Pull out from the material below all lines with "super".

--- Data to process ---

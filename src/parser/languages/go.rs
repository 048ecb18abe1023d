//! Go node tables and declaration query.

use phf::phf_map;

use crate::parser::NodeKind;

/// Captures functions, methods and struct types. Method receivers are
/// resolved from the receiver parameter list during conversion.
pub(super) const DECLARATION_QUERY: &str = r#"
(function_declaration
  name: (identifier) @name
) @function

(method_declaration
  name: (field_identifier) @name
) @function

(type_spec
  name: (type_identifier) @name
  type: (struct_type)
) @class
"#;

pub(super) static KINDS: phf::Map<&'static str, NodeKind> = phf_map! {
    "source_file" => NodeKind::Module,
    "function_declaration" => NodeKind::Function,
    "method_declaration" => NodeKind::Function,
    "func_literal" => NodeKind::Lambda,
    "parameter_list" => NodeKind::Parameters,
    "parameter_declaration" => NodeKind::Parameter,
    "variadic_parameter_declaration" => NodeKind::Parameter,
    "block" => NodeKind::Block,
    "if_statement" => NodeKind::If,
    // Refined to For / ForEach / While from its clause during conversion.
    "for_statement" => NodeKind::While,
    "defer_statement" => NodeKind::Finally,
    "call_expression" => NodeKind::Call,
    "assignment_statement" => NodeKind::Assignment,
    "short_var_declaration" => NodeKind::Declaration,
    "var_spec" => NodeKind::Declaration,
    "const_declaration" => NodeKind::ConstDecl,
    "index_expression" => NodeKind::Subscript,
    "inc_statement" => NodeKind::Update,
    "dec_statement" => NodeKind::Update,
    "binary_expression" => NodeKind::Binary,
    "unary_expression" => NodeKind::Unary,
    "return_statement" => NodeKind::Return,
    "import_declaration" => NodeKind::Import,
    "selector_expression" => NodeKind::Member,
    "identifier" => NodeKind::Identifier,
    "field_identifier" => NodeKind::Property,
    "int_literal" => NodeKind::Number,
    "float_literal" => NodeKind::Number,
    "imaginary_literal" => NodeKind::Number,
    "interpreted_string_literal" => NodeKind::String,
    "raw_string_literal" => NodeKind::String,
    "rune_literal" => NodeKind::String,
    "true" => NodeKind::Boolean,
    "false" => NodeKind::Boolean,
    "nil" => NodeKind::Boolean,
    "composite_literal" => NodeKind::Collection,
    "type_assertion_expression" => NodeKind::TypeCheck,
    "type_switch_statement" => NodeKind::TypeCheck,
    "expression_statement" => NodeKind::ExprStatement,
    "comment" => NodeKind::Comment,
};

pub(super) fn grammar() -> tree_sitter::Language {
    tree_sitter_go::LANGUAGE.into()
}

---

Task result =>
pub(super) const DECLARATION_QUERY: &str = r#"
pub(super) static KINDS: phf::Map<&'static str, NodeKind> = phf_map! {
pub(super) fn grammar() -> tree_sitter::Language {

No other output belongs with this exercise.